Tuesday, May 31, 2011: Melissa Fay Greene was last on this program to talk about a middle-class Ethiopian widow whose home became a refuge for hundreds of AIDS-orphaned children whose story she told in There Is No Me Without You. In the years since the book, Greene and her husband adopted four children from Ethiopia. Those kids joined another son adopted from Bulgaria as well as Greene’s four other children by birth. When the number of children hit nine, Greene turned her reporter’s eye to events at home and has now written, No Biking in the House Without a Helmet. She titled the book after one of the dumbest things she says she ever said to her children.
Wednesday, June 1, 2011: The number of African American baseball players in the major leagues has plummeted by two thirds since its peak in 1975. And while it’s increasingly difficult to find black players on the field, the opposite holds true for Latinos. They are playing the game in record numbers and represent a full quarter of big-league rosters. Sports historian Rob Ruck examines why blacks, who led the fight to integrate baseball, have now largely left the game. His new book is titled Raceball: How the Major Leagues Colonized the Black and Latin Game. Then, comedian and writer Paul Reiser’s knack for detailing the funny side of day-to-day life made bestsellers of his first two books Couplehood and Babyhood. Now back with Familyhood, Reiser applies his wit to raising a family and watching kids grow up. Reiser is an Emmy and Golden Globe-nominated actor and the star of the TV series Mad About You.

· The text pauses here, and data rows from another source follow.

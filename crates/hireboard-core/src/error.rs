//! Error types module
//!
//! All failures in Hireboard are unified under [`AppError`]. Each variant
//! describes its own HTTP presentation through [`ErrorMetadata`], so the API
//! layer never has to know which crate produced the error.
//!
//! The `Database` variant and `From<sqlx::Error>` are gated behind the `sqlx` feature.

#[cfg(feature = "sqlx")]
use sqlx::Error as SqlxError;

/// Log level for error reporting
#[derive(Debug, Clone, Copy, PartialEq, Eq)]
pub enum LogLevel {
    /// Expected errors such as validation failures or denied access
    Debug,
    /// Recoverable issues worth surfacing
    Warn,
    /// Unexpected failures
    Error,
}

/// Metadata for error responses - defines how an error should be presented
pub trait ErrorMetadata {
    /// HTTP status code to return
    fn http_status_code(&self) -> u16;

    /// Machine-readable error code (e.g., "DATABASE_ERROR")
    fn error_code(&self) -> &'static str;

    /// Whether this error is recoverable (can be retried)
    fn is_recoverable(&self) -> bool;

    /// Suggested action for the client
    fn suggested_action(&self) -> Option<&'static str>;

    /// Client-facing message (may differ from internal error message)
    fn client_message(&self) -> String;

    /// Whether details should be hidden in production
    fn is_sensitive(&self) -> bool;

    /// Log level for this error
    fn log_level(&self) -> LogLevel;
}

#[derive(Debug, thiserror::Error)]
pub enum AppError {
    #[cfg(feature = "sqlx")]
    #[error("Database error: {0}")]
    Database(#[source] SqlxError),

    #[cfg(not(feature = "sqlx"))]
    #[error("Database error: {0}")]
    Database(String),

    #[error("Storage error: {0}")]
    Storage(String),

    #[error("Invalid input: {0}")]
    InvalidInput(String),

    #[error("Bad request: {0}")]
    BadRequest(String),

    #[error("Not found: {0}")]
    NotFound(String),

    #[error("Method not allowed: {0}")]
    MethodNotAllowed(String),

    #[error("Unauthorized: {0}")]
    Unauthorized(String),

    #[error("Forbidden: {0}")]
    Forbidden(String),

    #[error("Internal error: {0}")]
    Internal(String),

    #[error("Internal error with source")]
    InternalWithSource {
        message: String,
        #[source]
        source: anyhow::Error,
    },
}

#[cfg(feature = "sqlx")]
impl From<SqlxError> for AppError {
    fn from(err: SqlxError) -> Self {
        AppError::Database(err)
    }
}

impl From<anyhow::Error> for AppError {
    fn from(err: anyhow::Error) -> Self {
        AppError::InternalWithSource {
            message: err.to_string(),
            source: err,
        }
    }
}

impl From<serde_json::Error> for AppError {
    fn from(err: serde_json::Error) -> Self {
        AppError::InvalidInput(format!("JSON parsing error: {}", err))
    }
}

impl From<validator::ValidationErrors> for AppError {
    fn from(err: validator::ValidationErrors) -> Self {
        AppError::InvalidInput(format!("Validation error: {}", err))
    }
}

/// Static metadata for each variant: (http_status, error_code, recoverable, suggested_action, sensitive, log_level).
fn app_error_static_metadata(
    err: &AppError,
) -> (
    u16,
    &'static str,
    bool,
    Option<&'static str>,
    bool,
    LogLevel,
) {
    match err {
        AppError::Database(_) => (
            500,
            "DATABASE_ERROR",
            true,
            Some("Retry after a short delay"),
            true,
            LogLevel::Error,
        ),
        AppError::Storage(_) => (
            500,
            "STORAGE_ERROR",
            true,
            Some("Retry after a short delay"),
            true,
            LogLevel::Error,
        ),
        AppError::InvalidInput(_) => (
            400,
            "INVALID_INPUT",
            false,
            Some("Check request parameters and try again"),
            false,
            LogLevel::Debug,
        ),
        AppError::BadRequest(_) => (
            400,
            "BAD_REQUEST",
            false,
            Some("Check request format and parameters"),
            false,
            LogLevel::Debug,
        ),
        AppError::NotFound(_) => (
            404,
            "NOT_FOUND",
            false,
            Some("Verify the resource ID exists"),
            false,
            LogLevel::Debug,
        ),
        AppError::MethodNotAllowed(_) => (
            405,
            "METHOD_NOT_ALLOWED",
            false,
            Some("Check the methods this route supports"),
            false,
            LogLevel::Debug,
        ),
        AppError::Unauthorized(_) => (
            401,
            "UNAUTHORIZED",
            false,
            Some("Send a known user id in the X-Hireboard-User header"),
            false,
            LogLevel::Debug,
        ),
        AppError::Forbidden(_) => (
            403,
            "FORBIDDEN",
            false,
            None,
            false,
            LogLevel::Debug,
        ),
        AppError::Internal(_) | AppError::InternalWithSource { .. } => (
            500,
            "INTERNAL_ERROR",
            true,
            Some("Retry after a short delay"),
            true,
            LogLevel::Error,
        ),
    }
}

impl AppError {
    /// Get the error type name for detailed error responses
    pub fn error_type(&self) -> &str {
        match self {
            AppError::Database(_) => "Database",
            AppError::Storage(_) => "Storage",
            AppError::InvalidInput(_) => "InvalidInput",
            AppError::BadRequest(_) => "BadRequest",
            AppError::NotFound(_) => "NotFound",
            AppError::MethodNotAllowed(_) => "MethodNotAllowed",
            AppError::Unauthorized(_) => "Unauthorized",
            AppError::Forbidden(_) => "Forbidden",
            AppError::Internal(_) => "Internal",
            AppError::InternalWithSource { .. } => "Internal",
        }
    }

    /// Get detailed error information including error chain
    pub fn detailed_message(&self) -> String {
        use std::error::Error;

        let mut details = self.to_string();

        let mut source = self.source();
        let mut depth = 0;
        while let Some(err) = source {
            depth += 1;
            if depth > 5 {
                details.push_str("\n  ... (truncated)");
                break;
            }
            details.push_str(&format!("\n  Caused by: {}", err));
            source = err.source();
        }

        details
    }
}

impl ErrorMetadata for AppError {
    fn http_status_code(&self) -> u16 {
        app_error_static_metadata(self).0
    }

    fn error_code(&self) -> &'static str {
        app_error_static_metadata(self).1
    }

    fn is_recoverable(&self) -> bool {
        app_error_static_metadata(self).2
    }

    fn suggested_action(&self) -> Option<&'static str> {
        app_error_static_metadata(self).3
    }

    fn is_sensitive(&self) -> bool {
        app_error_static_metadata(self).4
    }

    fn log_level(&self) -> LogLevel {
        app_error_static_metadata(self).5
    }

    fn client_message(&self) -> String {
        match self {
            AppError::Database(_) => "Failed to access database".to_string(),
            AppError::Storage(_) => "Failed to access storage".to_string(),
            AppError::InvalidInput(ref msg)
            | AppError::BadRequest(ref msg)
            | AppError::NotFound(ref msg)
            | AppError::MethodNotAllowed(ref msg)
            | AppError::Unauthorized(ref msg)
            | AppError::Forbidden(ref msg) => msg.clone(),
            AppError::Internal(_) | AppError::InternalWithSource { .. } => {
                "Internal server error".to_string()
            }
        }
    }
}

#[cfg(test)]
mod tests {
    use super::*;

    #[test]
    fn test_error_metadata_database() {
        #[cfg(feature = "sqlx")]
        let err = AppError::from(sqlx::Error::PoolClosed);
        #[cfg(not(feature = "sqlx"))]
        let err = AppError::Database("pool closed".to_string());
        assert_eq!(err.http_status_code(), 500);
        assert_eq!(err.error_code(), "DATABASE_ERROR");
        assert!(err.is_recoverable());
        assert_eq!(err.client_message(), "Failed to access database");
        assert!(err.is_sensitive());
        assert_eq!(err.log_level(), LogLevel::Error);
    }

    #[test]
    fn test_error_metadata_forbidden() {
        let err = AppError::Forbidden("candidates may only read their own files".to_string());
        assert_eq!(err.http_status_code(), 403);
        assert_eq!(err.error_code(), "FORBIDDEN");
        assert!(!err.is_recoverable());
        assert_eq!(
            err.client_message(),
            "candidates may only read their own files"
        );
        assert!(!err.is_sensitive());
    }

    #[test]
    fn test_internal_errors_hide_details() {
        let err = AppError::from(anyhow::anyhow!("redis exploded"));
        assert_eq!(err.http_status_code(), 500);
        assert_eq!(err.client_message(), "Internal server error");
        assert!(err.is_sensitive());
        assert!(err.detailed_message().contains("redis exploded"));
    }

    #[test]
    fn test_validation_errors_are_invalid_input() {
        let err = AppError::from(validator::ValidationErrors::new());
        assert_eq!(err.http_status_code(), 400);
        assert_eq!(err.error_type(), "InvalidInput");
    }

    #[test]
    fn test_unauthorized_is_401() {
        let err = AppError::Unauthorized("missing principal".to_string());
        assert_eq!(err.http_status_code(), 401);
        assert_eq!(err.log_level(), LogLevel::Debug);
    }
}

Thursday, June 2, 2011: The Last Mountain is a new documentary featuring Robert Kennedy, Jr. and other community activists who are dedicated to stopping coal corporations from the destructive practice known as Mountain Top Removal. Bob talks to Kennedy and the filmmakers, Clara Bingham and Bill Haney, about the continued health and environmental challenges of mining coal.
Friday, June 3, 2011: Doyle McManus, Washington columnist for the Los Angeles Times joins Bob to talk about politics and other news. Next, Bob talks with funny man Harry Shearer about his deadly serious documentary titled The Big Uneasy. It tells the story of the 2005 flooding of New Orleans, the unnatural disaster caused by Hurricane Katrina. The focus is on three scientists who tried to warn of the danger or investigate the aftermath of the flooding and the many obstacles they faced. Then, in this week’s installment of our ongoing series This I Believe, we hear the essay of David Lintvedt. As a young man, Lintvedt had dreams of adventure in far off lands. But then he became a father, and found himself raising his daughter alone. He says his life is full of adventures, but they’re based on ordinary life — and much more rewarding than any he dreamed of in his childhood.